### MATERIAL FOR THE TASK
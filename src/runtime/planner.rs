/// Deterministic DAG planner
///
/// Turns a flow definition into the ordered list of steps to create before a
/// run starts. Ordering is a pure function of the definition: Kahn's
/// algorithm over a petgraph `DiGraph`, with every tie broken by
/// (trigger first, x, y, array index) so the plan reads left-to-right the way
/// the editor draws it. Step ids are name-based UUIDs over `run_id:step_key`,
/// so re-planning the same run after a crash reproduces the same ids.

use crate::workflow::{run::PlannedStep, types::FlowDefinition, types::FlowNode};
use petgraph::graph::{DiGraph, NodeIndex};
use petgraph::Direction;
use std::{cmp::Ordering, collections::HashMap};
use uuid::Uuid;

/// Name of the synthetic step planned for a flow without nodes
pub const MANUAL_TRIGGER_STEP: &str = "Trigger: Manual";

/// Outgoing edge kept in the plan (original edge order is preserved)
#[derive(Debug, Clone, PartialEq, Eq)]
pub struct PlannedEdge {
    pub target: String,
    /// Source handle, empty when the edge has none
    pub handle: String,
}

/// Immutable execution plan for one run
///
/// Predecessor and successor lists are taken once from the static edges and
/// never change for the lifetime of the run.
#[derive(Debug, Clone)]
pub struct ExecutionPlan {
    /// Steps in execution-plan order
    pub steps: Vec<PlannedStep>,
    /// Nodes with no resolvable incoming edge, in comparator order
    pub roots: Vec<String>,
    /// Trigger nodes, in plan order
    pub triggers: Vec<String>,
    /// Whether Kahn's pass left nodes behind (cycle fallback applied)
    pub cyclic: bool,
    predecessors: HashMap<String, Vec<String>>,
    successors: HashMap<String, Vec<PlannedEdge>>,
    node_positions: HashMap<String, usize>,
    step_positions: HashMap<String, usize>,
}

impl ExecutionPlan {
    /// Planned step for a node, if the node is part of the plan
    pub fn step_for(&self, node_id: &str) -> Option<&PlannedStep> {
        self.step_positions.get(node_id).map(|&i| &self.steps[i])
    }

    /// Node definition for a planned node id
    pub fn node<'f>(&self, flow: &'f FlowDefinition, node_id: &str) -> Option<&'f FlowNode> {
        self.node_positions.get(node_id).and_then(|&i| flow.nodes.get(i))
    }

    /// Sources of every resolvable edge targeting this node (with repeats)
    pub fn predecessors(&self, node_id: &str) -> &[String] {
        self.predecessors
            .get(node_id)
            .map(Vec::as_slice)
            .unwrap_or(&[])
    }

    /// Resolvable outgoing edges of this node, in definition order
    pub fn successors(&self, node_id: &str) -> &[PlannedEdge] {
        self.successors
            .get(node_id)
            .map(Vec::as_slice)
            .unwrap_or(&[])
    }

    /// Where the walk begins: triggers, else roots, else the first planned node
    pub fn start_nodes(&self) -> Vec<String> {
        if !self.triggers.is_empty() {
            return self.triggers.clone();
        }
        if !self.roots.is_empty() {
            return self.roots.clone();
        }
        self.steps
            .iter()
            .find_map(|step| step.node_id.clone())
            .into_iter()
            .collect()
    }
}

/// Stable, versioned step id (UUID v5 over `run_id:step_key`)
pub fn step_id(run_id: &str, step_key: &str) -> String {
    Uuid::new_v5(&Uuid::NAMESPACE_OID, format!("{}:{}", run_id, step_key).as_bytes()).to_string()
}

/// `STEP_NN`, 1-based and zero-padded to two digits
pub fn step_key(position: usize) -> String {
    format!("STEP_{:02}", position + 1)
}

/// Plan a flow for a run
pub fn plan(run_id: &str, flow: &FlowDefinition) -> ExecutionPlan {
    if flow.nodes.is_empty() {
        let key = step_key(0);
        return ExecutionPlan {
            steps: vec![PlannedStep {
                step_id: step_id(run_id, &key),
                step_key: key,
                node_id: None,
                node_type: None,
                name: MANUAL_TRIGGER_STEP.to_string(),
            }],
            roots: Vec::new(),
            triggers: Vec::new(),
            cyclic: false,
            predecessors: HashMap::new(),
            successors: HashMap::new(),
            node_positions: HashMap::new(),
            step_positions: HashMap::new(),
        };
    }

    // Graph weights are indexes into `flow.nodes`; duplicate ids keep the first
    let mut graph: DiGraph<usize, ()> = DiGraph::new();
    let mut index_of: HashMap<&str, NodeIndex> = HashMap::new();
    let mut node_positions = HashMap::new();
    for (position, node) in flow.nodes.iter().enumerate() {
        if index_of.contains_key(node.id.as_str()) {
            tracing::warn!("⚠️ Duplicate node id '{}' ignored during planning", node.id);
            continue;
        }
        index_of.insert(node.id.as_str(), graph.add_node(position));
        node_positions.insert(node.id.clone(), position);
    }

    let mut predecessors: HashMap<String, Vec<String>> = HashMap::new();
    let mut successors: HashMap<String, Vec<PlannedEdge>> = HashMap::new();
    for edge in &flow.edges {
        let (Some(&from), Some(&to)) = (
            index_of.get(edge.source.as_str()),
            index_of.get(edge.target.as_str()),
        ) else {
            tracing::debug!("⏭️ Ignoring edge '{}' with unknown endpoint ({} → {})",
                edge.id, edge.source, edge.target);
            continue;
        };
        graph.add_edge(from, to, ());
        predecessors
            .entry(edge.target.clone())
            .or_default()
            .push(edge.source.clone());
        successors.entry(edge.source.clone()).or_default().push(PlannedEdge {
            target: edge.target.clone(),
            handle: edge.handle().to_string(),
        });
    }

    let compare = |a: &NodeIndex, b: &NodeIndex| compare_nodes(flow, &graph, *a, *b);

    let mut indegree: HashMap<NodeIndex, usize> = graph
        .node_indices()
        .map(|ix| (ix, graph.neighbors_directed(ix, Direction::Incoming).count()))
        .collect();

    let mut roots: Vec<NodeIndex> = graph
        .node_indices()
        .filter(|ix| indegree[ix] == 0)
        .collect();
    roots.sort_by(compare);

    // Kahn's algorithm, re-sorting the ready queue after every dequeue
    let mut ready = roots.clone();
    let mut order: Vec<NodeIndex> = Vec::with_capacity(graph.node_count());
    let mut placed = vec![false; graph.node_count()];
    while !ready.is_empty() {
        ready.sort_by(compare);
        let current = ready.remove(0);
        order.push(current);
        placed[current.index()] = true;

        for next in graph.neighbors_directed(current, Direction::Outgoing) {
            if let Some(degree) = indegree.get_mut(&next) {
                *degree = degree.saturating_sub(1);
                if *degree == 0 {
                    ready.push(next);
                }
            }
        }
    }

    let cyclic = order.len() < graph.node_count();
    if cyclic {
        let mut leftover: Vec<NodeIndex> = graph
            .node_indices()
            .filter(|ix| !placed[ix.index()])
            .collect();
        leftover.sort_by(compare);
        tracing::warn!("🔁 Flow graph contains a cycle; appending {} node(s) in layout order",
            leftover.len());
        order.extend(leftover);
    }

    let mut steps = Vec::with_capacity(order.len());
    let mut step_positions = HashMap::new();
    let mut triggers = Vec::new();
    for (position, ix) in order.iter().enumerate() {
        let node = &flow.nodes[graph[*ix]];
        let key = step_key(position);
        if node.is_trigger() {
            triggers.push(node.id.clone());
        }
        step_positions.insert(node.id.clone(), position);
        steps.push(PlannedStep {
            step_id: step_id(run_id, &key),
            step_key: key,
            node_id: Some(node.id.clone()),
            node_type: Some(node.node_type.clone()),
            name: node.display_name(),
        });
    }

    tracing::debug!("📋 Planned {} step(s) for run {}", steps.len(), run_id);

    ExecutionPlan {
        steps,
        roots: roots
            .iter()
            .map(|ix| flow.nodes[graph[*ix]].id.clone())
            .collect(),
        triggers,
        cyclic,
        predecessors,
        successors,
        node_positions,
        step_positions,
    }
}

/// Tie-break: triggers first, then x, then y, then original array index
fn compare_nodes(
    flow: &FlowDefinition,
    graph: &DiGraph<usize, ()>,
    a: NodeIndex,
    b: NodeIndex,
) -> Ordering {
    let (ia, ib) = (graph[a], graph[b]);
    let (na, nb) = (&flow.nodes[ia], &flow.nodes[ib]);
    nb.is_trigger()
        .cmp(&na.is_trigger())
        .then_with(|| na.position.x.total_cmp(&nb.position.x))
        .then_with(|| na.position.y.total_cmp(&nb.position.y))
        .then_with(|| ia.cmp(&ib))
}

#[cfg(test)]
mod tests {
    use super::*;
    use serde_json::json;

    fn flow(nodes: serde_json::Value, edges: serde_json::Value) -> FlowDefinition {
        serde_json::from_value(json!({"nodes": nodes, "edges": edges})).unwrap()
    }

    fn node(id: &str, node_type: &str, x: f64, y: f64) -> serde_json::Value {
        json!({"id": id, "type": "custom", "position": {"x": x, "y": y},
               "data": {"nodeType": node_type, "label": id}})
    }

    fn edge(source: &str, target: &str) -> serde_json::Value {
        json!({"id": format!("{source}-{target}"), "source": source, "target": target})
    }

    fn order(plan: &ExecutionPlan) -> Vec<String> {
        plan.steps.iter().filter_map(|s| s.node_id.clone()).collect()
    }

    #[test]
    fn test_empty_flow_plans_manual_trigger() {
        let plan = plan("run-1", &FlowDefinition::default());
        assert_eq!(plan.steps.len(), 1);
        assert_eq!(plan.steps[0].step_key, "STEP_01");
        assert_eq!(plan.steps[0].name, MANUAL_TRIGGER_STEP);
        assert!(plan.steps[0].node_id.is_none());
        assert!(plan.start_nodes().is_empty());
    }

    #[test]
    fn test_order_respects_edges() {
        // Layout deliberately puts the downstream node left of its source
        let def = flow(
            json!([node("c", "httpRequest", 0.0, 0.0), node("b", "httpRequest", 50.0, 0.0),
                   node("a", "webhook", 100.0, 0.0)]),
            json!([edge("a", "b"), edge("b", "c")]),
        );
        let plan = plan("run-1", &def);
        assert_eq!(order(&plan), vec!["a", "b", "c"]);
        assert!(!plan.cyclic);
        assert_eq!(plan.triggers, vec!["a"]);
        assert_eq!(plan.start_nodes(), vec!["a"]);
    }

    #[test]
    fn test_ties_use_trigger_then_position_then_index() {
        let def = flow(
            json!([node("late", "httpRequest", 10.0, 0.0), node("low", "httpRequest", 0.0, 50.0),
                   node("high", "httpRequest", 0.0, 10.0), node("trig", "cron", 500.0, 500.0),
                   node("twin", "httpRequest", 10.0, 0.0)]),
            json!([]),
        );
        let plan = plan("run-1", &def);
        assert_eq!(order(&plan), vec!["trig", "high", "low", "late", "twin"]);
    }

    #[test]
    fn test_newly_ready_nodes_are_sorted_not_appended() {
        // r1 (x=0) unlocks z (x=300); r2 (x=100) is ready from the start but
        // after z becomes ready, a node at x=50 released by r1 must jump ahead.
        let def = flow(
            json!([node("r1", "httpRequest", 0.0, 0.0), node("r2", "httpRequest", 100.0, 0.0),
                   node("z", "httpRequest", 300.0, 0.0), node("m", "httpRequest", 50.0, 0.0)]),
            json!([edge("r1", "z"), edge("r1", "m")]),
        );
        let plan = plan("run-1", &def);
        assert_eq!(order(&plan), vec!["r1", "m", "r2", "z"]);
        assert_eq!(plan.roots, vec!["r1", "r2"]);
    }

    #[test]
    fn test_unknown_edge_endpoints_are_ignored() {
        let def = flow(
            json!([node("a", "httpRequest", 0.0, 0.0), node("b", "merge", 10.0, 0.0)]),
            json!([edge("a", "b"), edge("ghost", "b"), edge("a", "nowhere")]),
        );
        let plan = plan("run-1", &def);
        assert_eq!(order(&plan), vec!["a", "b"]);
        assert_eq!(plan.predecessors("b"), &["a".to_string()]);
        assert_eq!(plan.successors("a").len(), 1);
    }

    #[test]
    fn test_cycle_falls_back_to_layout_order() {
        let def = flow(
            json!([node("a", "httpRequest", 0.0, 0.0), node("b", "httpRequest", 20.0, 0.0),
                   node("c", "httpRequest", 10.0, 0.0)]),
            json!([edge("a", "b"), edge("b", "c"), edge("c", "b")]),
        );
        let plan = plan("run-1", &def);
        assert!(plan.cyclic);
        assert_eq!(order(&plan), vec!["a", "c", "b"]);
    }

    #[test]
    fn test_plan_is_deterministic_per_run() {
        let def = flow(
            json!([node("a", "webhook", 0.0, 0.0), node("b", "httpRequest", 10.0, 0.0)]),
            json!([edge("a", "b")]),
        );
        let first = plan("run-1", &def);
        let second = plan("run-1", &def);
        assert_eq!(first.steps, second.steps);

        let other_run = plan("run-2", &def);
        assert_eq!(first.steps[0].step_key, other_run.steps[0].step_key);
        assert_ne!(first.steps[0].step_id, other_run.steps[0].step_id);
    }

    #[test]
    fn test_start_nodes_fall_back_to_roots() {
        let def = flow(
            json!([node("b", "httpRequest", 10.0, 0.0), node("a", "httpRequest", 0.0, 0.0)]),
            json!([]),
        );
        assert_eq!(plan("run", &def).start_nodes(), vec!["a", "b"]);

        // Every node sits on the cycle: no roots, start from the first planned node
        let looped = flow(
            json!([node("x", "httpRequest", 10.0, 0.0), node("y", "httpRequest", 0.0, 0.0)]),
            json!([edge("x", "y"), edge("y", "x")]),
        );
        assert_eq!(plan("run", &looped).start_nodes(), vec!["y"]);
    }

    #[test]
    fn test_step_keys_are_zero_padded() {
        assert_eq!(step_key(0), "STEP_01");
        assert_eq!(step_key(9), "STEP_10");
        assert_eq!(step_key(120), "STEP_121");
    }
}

### REQUIRED WORK
Say how many lines of the data include the string "planning". Nothing other than the number should be given.

### RESPONSE BOX
2